INSTRUCTIONS TO FOLLOW:
Which of the lines below hold "usize"? Please return each one.
======== RECORDS FOR THIS TASK
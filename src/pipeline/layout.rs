//! Display geometry derived from the first page.
//!
//! The flip widget needs a base page size before any page is shown. It is
//! taken from page 1 at unit scale: landscape pages get a fixed width,
//! portrait (and square) pages a fixed height, with the other side following
//! the aspect ratio. Min/max bounds around that box let the widget stretch
//! with its container.

use serde::{Deserialize, Serialize};

/// Page size in PDF points at unit scale.
#[derive(Debug, Clone, Copy, PartialEq, Serialize, Deserialize)]
pub struct PageSize {
    pub width: f32,
    pub height: f32,
}

impl PageSize {
    pub fn new(width: f32, height: f32) -> Self {
        Self { width, height }
    }

    /// Width over height. Degenerate pages count as square.
    pub fn aspect_ratio(&self) -> f64 {
        if self.width <= 0.0 || self.height <= 0.0 {
            return 1.0;
        }
        f64::from(self.width) / f64::from(self.height)
    }

    pub fn is_landscape(&self) -> bool {
        self.aspect_ratio() > 1.0
    }
}

/// Base display size for every page of a deck, in CSS pixels.
#[derive(Debug, Clone, Copy, PartialEq, Eq, Serialize, Deserialize)]
pub struct DisplayBox {
    pub width: u32,
    pub height: u32,
}

impl DisplayBox {
    /// Choose the display box for a deck whose first page is `first_page`.
    pub fn for_page(first_page: PageSize, landscape_width: u32, portrait_height: u32) -> Self {
        let ratio = first_page.aspect_ratio();
        if ratio > 1.0 {
            Self {
                width: landscape_width,
                height: (f64::from(landscape_width) / ratio).round() as u32,
            }
        } else {
            Self {
                width: (f64::from(portrait_height) * ratio).round() as u32,
                height: portrait_height,
            }
        }
    }

    /// Portrait decks are shown one page at a time.
    pub fn is_portrait(&self) -> bool {
        self.height > self.width
    }

    /// Resize limits as fractions/multiples of this box, floored to whole pixels.
    pub fn bounds(&self, min_factor: f32, max_factor: f32) -> SizeBounds {
        let scale = |v: u32, f: f32| (f64::from(v) * f64::from(f)).floor() as u32;
        SizeBounds {
            min_width: scale(self.width, min_factor),
            max_width: scale(self.width, max_factor),
            min_height: scale(self.height, min_factor),
            max_height: scale(self.height, max_factor),
        }
    }
}

/// Resize limits handed to the flip widget.
#[derive(Debug, Clone, Copy, PartialEq, Eq, Serialize, Deserialize)]
pub struct SizeBounds {
    pub min_width: u32,
    pub max_width: u32,
    pub min_height: u32,
    pub max_height: u32,
}

impl SizeBounds {
    /// Largest size with `base`'s aspect ratio that fits the container,
    /// clamped into these bounds.
    pub fn fit(&self, base: DisplayBox, container_width: u32, container_height: u32) -> DisplayBox {
        if base.width == 0 || base.height == 0 {
            return base;
        }
        let sx = f64::from(container_width) / f64::from(base.width);
        let sy = f64::from(container_height) / f64::from(base.height);
        let s = sx.min(sy);

        let min_s = (f64::from(self.min_width) / f64::from(base.width))
            .max(f64::from(self.min_height) / f64::from(base.height));
        let max_s = (f64::from(self.max_width) / f64::from(base.width))
            .min(f64::from(self.max_height) / f64::from(base.height));
        let s = s.clamp(min_s, max_s.max(min_s));

        DisplayBox {
            width: ((f64::from(base.width) * s).round() as u32)
                .clamp(self.min_width, self.max_width),
            height: ((f64::from(base.height) * s).round() as u32)
                .clamp(self.min_height, self.max_height),
        }
    }
}
//! Image encoding: `DynamicImage` → JPEG bytes.
//!
//! Page images go to a browser, not to an OCR model, so lossy JPEG at
//! quality 80–90 is used: a 2× render of a text page drops from several
//! megabytes as PNG to a few hundred kilobytes. pdfium renders RGBA; JPEG
//! has no alpha channel, so pixels are flattened to RGB first.

use base64::{engine::general_purpose::STANDARD, Engine as _};
use image::codecs::jpeg::JpegEncoder;
use image::DynamicImage;
use tracing::debug;

pub const JPEG_MIME: &str = "image/jpeg";

/// Encode a rasterised page as JPEG at `quality` (1–100).
pub fn encode_jpeg(img: &DynamicImage, quality: u8) -> Result<Vec<u8>, image::ImageError> {
    let rgb = DynamicImage::ImageRgb8(img.to_rgb8());
    let mut buf = Vec::new();
    rgb.write_with_encoder(JpegEncoder::new_with_quality(&mut buf, quality.clamp(1, 100)))?;
    debug!(
        "Encoded {}x{} image → {} bytes JPEG (q={})",
        img.width(),
        img.height(),
        buf.len(),
        quality
    );
    Ok(buf)
}

/// Wrap encoded bytes in a `data:` URL for direct use as an image source.
pub fn data_url(mime_type: &str, bytes: &[u8]) -> String {
    format!("data:{mime_type};base64,{}", STANDARD.encode(bytes))
}
//! The page sequence produced by a render.
//!
//! A render yields a [`PageStream`]: pages arrive in page order, one at a
//! time, and the stream ends after the last selected page. It cannot be
//! restarted; rendering again means asking the rasteriser for a new stream.
//!
//! Two things stop a render early, both checked between pages:
//!
//! * [`CancelToken::cancel`] — the stream yields [`RenderError::Cancelled`]
//!   and ends.
//! * Dropping the stream — the worker notices the closed channel and stops
//!   without rendering the next page.

use crate::error::RenderError;
use crate::pipeline::encode;
use futures::stream::StreamExt;
use std::fmt;
use std::pin::Pin;
use std::sync::atomic::{AtomicBool, Ordering};
use std::sync::Arc;
use tokio_stream::Stream;

/// One rasterised page. Lives in memory only.
#[derive(Clone, PartialEq, Eq)]
pub struct RenderedPage {
    /// 1-indexed page number.
    pub page_number: usize,
    /// Pixel width of the encoded image.
    pub width: u32,
    /// Pixel height of the encoded image.
    pub height: u32,
    pub mime_type: String,
    /// Encoded image bytes.
    pub data: Vec<u8>,
}

impl RenderedPage {
    /// `data:` URL for use as an image source.
    pub fn data_url(&self) -> String {
        encode::data_url(&self.mime_type, &self.data)
    }
}

impl fmt::Debug for RenderedPage {
    fn fmt(&self, f: &mut fmt::Formatter<'_>) -> fmt::Result {
        f.debug_struct("RenderedPage")
            .field("page_number", &self.page_number)
            .field("width", &self.width)
            .field("height", &self.height)
            .field("mime_type", &self.mime_type)
            .field("bytes", &self.data.len())
            .finish()
    }
}

/// A boxed, ordered stream of rendered pages.
pub type PageStream = Pin<Box<dyn Stream<Item = Result<RenderedPage, RenderError>> + Send>>;

/// Cooperative cancellation flag shared between a view and its render.
#[derive(Debug, Clone, Default)]
pub struct CancelToken(Arc<AtomicBool>);

impl CancelToken {
    pub fn new() -> Self {
        Self::default()
    }

    pub fn cancel(&self) {
        self.0.store(true, Ordering::SeqCst);
    }

    pub fn is_cancelled(&self) -> bool {
        self.0.load(Ordering::SeqCst)
    }
}

/// Drain a stream, failing on the first error.
pub async fn collect_pages(mut stream: PageStream) -> Result<Vec<RenderedPage>, RenderError> {
    let mut pages = Vec::new();
    while let Some(item) = stream.next().await {
        pages.push(item?);
    }
    Ok(pages)
}

#[cfg(test)]
mod tests {
    use super::*;
    use futures::stream;

    fn page(n: usize) -> RenderedPage {
        RenderedPage {
            page_number: n,
            width: 10,
            height: 10,
            mime_type: encode::JPEG_MIME.into(),
            data: vec![0xFF, 0xD8],
        }
    }

    #[tokio::test]
    async fn collect_keeps_order() {
        let s: PageStream = Box::pin(stream::iter(vec![Ok(page(1)), Ok(page(2)), Ok(page(3))]));
        let pages = collect_pages(s).await.unwrap();
        let numbers: Vec<_> = pages.iter().map(|p| p.page_number).collect();
        assert_eq!(numbers, vec![1, 2, 3]);
    }

    #[tokio::test]
    async fn collect_stops_on_error() {
        let s: PageStream = Box::pin(stream::iter(vec![
            Ok(page(1)),
            Err(RenderError::SurfaceFailed {
                page: 2,
                detail: "no surface".into(),
            }),
            Ok(page(3)),
        ]));
        let err = collect_pages(s).await.unwrap_err();
        assert!(matches!(err, RenderError::SurfaceFailed { page: 2, .. }));
    }

    #[test]
    fn cancel_token_is_shared() {
        let a = CancelToken::new();
        let b = a.clone();
        assert!(!b.is_cancelled());
        a.cancel();
        assert!(b.is_cancelled());
    }

    #[test]
    fn debug_hides_bytes() {
        let dbg = format!("{:?}", page(1));
        assert!(dbg.contains("bytes: 2"));
    }
}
================
FINISHED EXERCISE:
    pub page_number: usize,
    fn page(n: usize) -> RenderedPage {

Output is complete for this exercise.